Andy Murray of Britain receives medical help during his match against Jarkko Nieminen of Finland during the French Open tennis tournament at the Roland Garros stadium in Paris May 31, 2012.
Credit: Reuters/Francois Lenoir
PARIS (Reuters) - World number four Andy Murray battled through back pain to win his second-round match at the French Open against Finn Jarkko Nieminen on Thursday.
The Briton, who said later he came within a few points of retiring, won 1-6 6-4 6-1 6-2, and will face unseeded Colombian Santiago Giraldo in the third round.
Murray, a semi-finalist here last year, summoned the trainer three times during the opening set and lay on a towel, grimacing in pain, as his back was massaged.
He opted to stand during changeovers but started to move more easily as the match progressed and began hitting winners.
The 48th-ranked Nieminen was unable to take advantage of Murray's troubles and hit more unforced errors than the Scot in the later sets.
When he put a backhand out to give Murray breakpoint in the seventh game of the final set, Nieminen threw his racket to the clay and stamped on it. A double fault followed, and Murray went 5-2 up.
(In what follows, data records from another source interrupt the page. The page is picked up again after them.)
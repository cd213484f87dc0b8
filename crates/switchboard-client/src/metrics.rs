//! Connection metrics.
//!
//! [`ConnectionMetrics`] owns the session's [`ConnectionState`]: the current
//! status, reconnect counter, traffic counters, recent errors and a rolling
//! window of heartbeat latency samples. It performs no I/O; the driver feeds
//! it and publishes [`ConnectionMetrics::snapshot`] to consumers.

use std::collections::VecDeque;
use std::fmt;

use chrono::{DateTime, Utc};
use serde::{Deserialize, Serialize};

/// Number of errors kept in the error history.
pub const DEFAULT_ERROR_HISTORY: usize = 50;

/// Lifecycle status of the connection.
#[derive(Debug, Clone, Copy, Default, PartialEq, Eq, Hash, Serialize, Deserialize)]
#[serde(rename_all = "lowercase")]
pub enum ConnectionStatus {
    /// Token resolution or socket open in progress.
    Connecting,
    /// Socket open.
    Connected,
    /// Intentional close in progress.
    Disconnecting,
    /// No socket.
    #[default]
    Disconnected,
    /// Socket failed, or the session gave up (auth failure, attempts exhausted).
    Error,
}

impl ConnectionStatus {
    /// Returns the string representation of this status.
    #[must_use]
    pub const fn as_str(&self) -> &'static str {
        match self {
            Self::Connecting => "connecting",
            Self::Connected => "connected",
            Self::Disconnecting => "disconnecting",
            Self::Disconnected => "disconnected",
            Self::Error => "error",
        }
    }
}

impl fmt::Display for ConnectionStatus {
    fn fmt(&self, f: &mut fmt::Formatter<'_>) -> fmt::Result {
        write!(f, "{}", self.as_str())
    }
}

/// Point-in-time view of the connection, handed to consumers by value.
#[derive(Debug, Clone, Default, PartialEq, Serialize, Deserialize)]
pub struct ConnectionState {
    /// Current status.
    pub status: ConnectionStatus,
    /// Consecutive reconnection attempts since the last successful open.
    pub reconnect_attempts: u32,
    /// When the socket last opened.
    pub last_connected_at: Option<DateTime<Utc>>,
    /// When the socket last closed or failed.
    pub last_disconnected_at: Option<DateTime<Utc>>,
    /// Most recent transport error.
    pub last_error: Option<String>,
    /// Most recent heartbeat round trip.
    pub latency_ms: f64,
    /// Mean round trip over the latency window.
    pub average_latency_ms: f64,
    /// Frames written to the socket.
    pub messages_sent: u64,
    /// Frames read from the socket.
    pub messages_received: u64,
    /// Bytes written to the socket.
    pub bytes_sent: u64,
    /// Bytes read from the socket.
    pub bytes_received: u64,
    /// Low-priority messages evicted from a full queue.
    pub messages_evicted: u64,
}

impl ConnectionState {
    /// Whether the socket is open.
    #[must_use]
    pub fn is_connected(&self) -> bool {
        self.status == ConnectionStatus::Connected
    }
}

/// A recorded transport error.
#[derive(Debug, Clone, PartialEq, Eq, Serialize, Deserialize)]
pub struct ErrorRecord {
    /// When the error was recorded.
    pub at: DateTime<Utc>,
    /// Error description.
    pub message: String,
}

/// Mutable owner of the connection state.
#[derive(Debug, Clone)]
pub struct ConnectionMetrics {
    state: ConnectionState,
    latency_samples: VecDeque<f64>,
    latency_window: usize,
    errors: VecDeque<ErrorRecord>,
    error_history: usize,
}

impl Default for ConnectionMetrics {
    fn default() -> Self {
        Self::new(100)
    }
}

impl ConnectionMetrics {
    /// Create metrics keeping `latency_window` latency samples.
    #[must_use]
    pub fn new(latency_window: usize) -> Self {
        Self {
            state: ConnectionState::default(),
            latency_samples: VecDeque::with_capacity(latency_window),
            latency_window: latency_window.max(1),
            errors: VecDeque::new(),
            error_history: DEFAULT_ERROR_HISTORY,
        }
    }

    /// Current status.
    #[must_use]
    pub const fn status(&self) -> ConnectionStatus {
        self.state.status
    }

    /// Update the status, stamping connect/disconnect times.
    ///
    /// Entering `Connected` zeroes the reconnect counter; nothing else does.
    pub fn set_status(&mut self, status: ConnectionStatus) {
        match status {
            ConnectionStatus::Connected => {
                self.state.last_connected_at = Some(Utc::now());
                self.state.reconnect_attempts = 0;
            }
            ConnectionStatus::Disconnected | ConnectionStatus::Error
                if self.state.status != status =>
            {
                self.state.last_disconnected_at = Some(Utc::now());
            }
            _ => {}
        }
        self.state.status = status;
    }

    /// Reconnect attempts since the last successful open.
    #[must_use]
    pub const fn reconnect_attempts(&self) -> u32 {
        self.state.reconnect_attempts
    }

    /// Mirror the reconnect counter from the state machine.
    pub fn set_reconnect_attempts(&mut self, attempts: u32) {
        self.state.reconnect_attempts = attempts;
    }

    /// Count one frame written.
    pub fn record_sent(&mut self, bytes: usize) {
        self.state.messages_sent += 1;
        self.state.bytes_sent += bytes as u64;
    }

    /// Count one frame read.
    pub fn record_received(&mut self, bytes: usize) {
        self.state.messages_received += 1;
        self.state.bytes_received += bytes as u64;
    }

    /// Count one evicted queue entry.
    pub fn record_eviction(&mut self) {
        self.state.messages_evicted += 1;
    }

    /// Record a transport error.
    pub fn record_error(&mut self, message: impl Into<String>) {
        let message = message.into();
        if self.errors.len() == self.error_history {
            self.errors.pop_front();
        }
        self.errors.push_back(ErrorRecord {
            at: Utc::now(),
            message: message.clone(),
        });
        self.state.last_error = Some(message);
    }

    /// Recent errors, oldest first.
    pub fn errors(&self) -> impl Iterator<Item = &ErrorRecord> {
        self.errors.iter()
    }

    /// Record a heartbeat round trip.
    pub fn record_latency(&mut self, latency_ms: f64) {
        if !latency_ms.is_finite() || latency_ms < 0.0 {
            return;
        }
        if self.latency_samples.len() == self.latency_window {
            self.latency_samples.pop_front();
        }
        self.latency_samples.push_back(latency_ms);
        self.state.latency_ms = latency_ms;
        self.state.average_latency_ms = self.average_latency();
    }

    /// Latency samples in the window, oldest first.
    pub fn latency_samples(&self) -> impl Iterator<Item = f64> + '_ {
        self.latency_samples.iter().copied()
    }

    /// Mean of the latency window, or 0 with no samples.
    #[must_use]
    pub fn average_latency(&self) -> f64 {
        if self.latency_samples.is_empty() {
            return 0.0;
        }
        self.latency_samples.iter().sum::<f64>() / self.latency_samples.len() as f64
    }

    /// An owned copy of the current state.
    #[must_use]
    pub fn snapshot(&self) -> ConnectionState {
        self.state.clone()
    }
}

#[cfg(test)]
mod tests {
    use super::*;

    #[test]
    fn test_initial_state() {
        let metrics = ConnectionMetrics::new(10);
        let state = metrics.snapshot();
        assert_eq!(state.status, ConnectionStatus::Disconnected);
        assert_eq!(state.reconnect_attempts, 0);
        assert!(state.last_connected_at.is_none());
        assert!(state.last_error.is_none());
        assert!(!state.is_connected());
    }

    #[test]
    fn test_connected_resets_attempts() {
        let mut metrics = ConnectionMetrics::new(10);
        metrics.set_reconnect_attempts(4);
        metrics.set_status(ConnectionStatus::Connecting);
        assert_eq!(metrics.reconnect_attempts(), 4);

        metrics.set_status(ConnectionStatus::Connected);
        assert_eq!(metrics.reconnect_attempts(), 0);
        assert!(metrics.snapshot().last_connected_at.is_some());
    }

    #[test]
    fn test_disconnect_stamps_time() {
        let mut metrics = ConnectionMetrics::new(10);
        metrics.set_status(ConnectionStatus::Connected);
        metrics.set_status(ConnectionStatus::Disconnected);
        assert!(metrics.snapshot().last_disconnected_at.is_some());
    }

    #[test]
    fn test_traffic_counters() {
        let mut metrics = ConnectionMetrics::new(10);
        metrics.record_sent(120);
        metrics.record_sent(30);
        metrics.record_received(64);
        metrics.record_eviction();

        let state = metrics.snapshot();
        assert_eq!(state.messages_sent, 2);
        assert_eq!(state.bytes_sent, 150);
        assert_eq!(state.messages_received, 1);
        assert_eq!(state.bytes_received, 64);
        assert_eq!(state.messages_evicted, 1);
    }

    #[test]
    fn test_error_history_is_bounded() {
        let mut metrics = ConnectionMetrics::new(10);
        for i in 0..(DEFAULT_ERROR_HISTORY + 5) {
            metrics.record_error(format!("error {i}"));
        }
        assert_eq!(metrics.errors().count(), DEFAULT_ERROR_HISTORY);
        assert_eq!(
            metrics.errors().next().map(|e| e.message.as_str()),
            Some("error 5")
        );
        assert_eq!(
            metrics.snapshot().last_error.as_deref(),
            Some(format!("error {}", DEFAULT_ERROR_HISTORY + 4).as_str())
        );
    }

    #[test]
    fn test_latency_window_rolls() {
        let mut metrics = ConnectionMetrics::new(3);
        for sample in [10.0, 20.0, 30.0, 40.0] {
            metrics.record_latency(sample);
        }

        let samples: Vec<f64> = metrics.latency_samples().collect();
        assert_eq!(samples, vec![20.0, 30.0, 40.0]);

        let state = metrics.snapshot();
        assert!((state.latency_ms - 40.0).abs() < f64::EPSILON);
        assert!((state.average_latency_ms - 30.0).abs() < f64::EPSILON);
    }

    #[test]
    fn test_latency_rejects_nonsense() {
        let mut metrics = ConnectionMetrics::new(3);
        metrics.record_latency(-5.0);
        metrics.record_latency(f64::NAN);
        assert_eq!(metrics.latency_samples().count(), 0);
        assert!(metrics.average_latency().abs() < f64::EPSILON);
    }

    #[test]
    fn test_snapshot_is_a_copy() {
        let mut metrics = ConnectionMetrics::new(3);
        let before = metrics.snapshot();
        metrics.record_sent(10);
        assert_eq!(before.messages_sent, 0);
        assert_eq!(metrics.snapshot().messages_sent, 1);
    }
}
Murray had to withdraw from the Madrid Masters this month with a back injury but said Thursday's problem was a different, though possibly related, issue.
"It wasn't the same thing I had before," he told a news conference. "I was absolutely fine yesterday in practice, no problem, went to bed and I was fine, and I woke up this morning...couldn't put any weight on my left leg."
Murray said he considered pulling out before the match but, after taking advice from his physiotherapist that the problem was probably a back spasm and playing would not aggravate the underlying injury, decided to go ahead.
"After I got up from the changeover at 3â'0, it was really, really sore," he added. "And then obviously I was struggling a lot for about an hour, hour 15, hour-and-a-half.
"Then it started to feel a bit better but still not great, but (I was) just kind of gritting my teeth and trying to find a way of turning the match around, because I was a few points probably from stopping in the middle of the second set."
Murray said standing at the change of ends eased his back but he still could not believe he had a chance of winning the match.
"Him making a few mistakes and getting a little bit nervous and me feeling a little bit better, and then that was it," he said. "I couldn't believe I was in a position to win at the end of the fourth set."
Murray, crediting his personal physiotherapist as "one of the best" said he would play on and was not afraid of jeopardizing his chances for Wimbledon next month or the London Olympics in July and August.
"I'm going to try and carry on regardless, whether it's a bit sorer tomorrow or two days' time, I'm going to carry on," he said.
"If it was the same thing, then I would be really, really concerned about Wimbledon and obviously the Olympics but so long as what I'm getting told by doctors and the physios is that it is just a muscle spasm then that's nothing to be overly concerned by."